Dalam berbahasa sehari-hari di Papua sangat unik, bahasa Indonesia dibuat jadi efisien mungkin, contohnya dua kata disingkat jadi satu kata. Sapu misalnya, bukanlah alat untuk membersihkan halaman tetapi ternyata singkatan dari “saya punya”. Sapi ternyata “saya pigi” atau saya pergi. Kopi mana? Ini berarti bukan kopi untuk diminum tetapi “ko atau kamu pergi kemana?”.
Begitupun nama sebuah kampung di Nabire, yang sangat begitu terkenal sebagai destinasi wisata hiu pausnya. Kampung ini terletak di Teluk Cenderawasih, bernama Kampung Kwatisore.
Kampung Kwatisore sangat sederhana, asri, banyak pohon kelapa dan pisang, hanya ada suara burung dan anjing berkeliaran bebas.
Ternyata nama kampung ini, berasal dari dua kata yaitu khawatir sore disingkat jadi Kwatisore.
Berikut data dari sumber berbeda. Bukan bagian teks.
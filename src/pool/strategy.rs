//! 代理选择策略

use serde::{Deserialize, Serialize};

/// 选择策略
#[derive(Debug, Clone, Copy, PartialEq, Eq, Serialize, Deserialize, Default)]
#[serde(rename_all = "kebab-case")]
pub enum SelectionStrategy {
    /// 轮询
    #[default]
    RoundRobin,
    /// 随机
    Random,
}

impl SelectionStrategy {
    pub fn as_str(&self) -> &'static str {
        match self {
            Self::RoundRobin => "round-robin",
            Self::Random => "random",
        }
    }

    /// 本次选择的起始下标
    pub(crate) fn start_index(&self, cursor: usize, len: usize) -> usize {
        match self {
            Self::RoundRobin => cursor % len,
            Self::Random => fastrand::usize(..len),
        }
    }
}
//! 单账号滑动窗口限流
//!
//! 每个账号独立计数，没有全局上限。窗口被打满过一次之后，
//! 相邻两次放行之间至少间隔 `window / N`，把突发请求摊平

use std::collections::{HashMap, VecDeque};
use std::time::Duration;

use tokio::sync::Mutex;
use tokio::time::Instant;

#[derive(Debug, Default)]
struct Bucket {
    grants: VecDeque<Instant>,
    saturated: bool,
}

/// 滑动窗口限流器
#[derive(Debug)]
pub struct RateLimiter {
    max_per_window: usize,
    window: Duration,
    spacing: Duration,
    buckets: Mutex<HashMap<String, Bucket>>,
}

impl RateLimiter {
    /// 创建限流器，`per_second` 为每个账号每秒最大请求数
    pub fn new(per_second: usize) -> Self {
        Self::with_window(per_second, Duration::from_secs(1))
    }

    pub fn with_window(max_per_window: usize, window: Duration) -> Self {
        let max_per_window = max_per_window.max(1);
        Self {
            max_per_window,
            window,
            spacing: window / max_per_window as u32,
            buckets: Mutex::new(HashMap::new()),
        }
    }

    /// 等待直到该账号可以发出下一个请求
    ///
    /// 只阻塞当前调用方，不影响其他账号
    pub async fn acquire(&self, account_id: &str) {
        loop {
            let ready_at = {
                let mut buckets = self.buckets.lock().await;
                let bucket = buckets.entry(account_id.to_string()).or_default();
                let now = Instant::now();

                while bucket
                    .grants
                    .front()
                    .is_some_and(|t| *t + self.window <= now)
                {
                    bucket.grants.pop_front();
                }

                let mut ready_at = now;
                if bucket.grants.len() >= self.max_per_window {
                    if let Some(oldest) = bucket.grants.front() {
                        ready_at = ready_at.max(*oldest + self.window);
                    }
                }
                if bucket.saturated {
                    if let Some(last) = bucket.grants.back() {
                        ready_at = ready_at.max(*last + self.spacing);
                    }
                }

                if ready_at <= now {
                    bucket.grants.push_back(now);
                    if bucket.grants.len() >= self.max_per_window {
                        bucket.saturated = true;
                    }
                    return;
                }
                ready_at
            };

            tokio::time::sleep_until(ready_at).await;
        }
    }
}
Masyarakat kampung ini rata-rata bekerja sebagai nelayan atau petani di kebun. Kampung ini sering hujan, sehingga warga yang bekerja di kebun atau sedang melaut, akan segera kembali ke rumah menjelang sore, takut ada hujan besar.
Warga Kampung Kwatisore, sudah terbiasa dengan hujan di setiap sorenya, sehingga mereka akan menghindari beraktivitas sore hari di luar rumah atau bepergian pada sore hari.
Hal ini kadang tidak diketahui oleh para wisatawan yang berkunjung ke kampung ini.
Bagi masyarakat Kwatisore, ikan hiu paus adalah ikan adat yang tidak boleh dibunuh atau dimakan. Kadang mereka menyebut ikan ini sebagai ikan hantu, karena sering muncul tiba-tiba di samping perahu nelayan.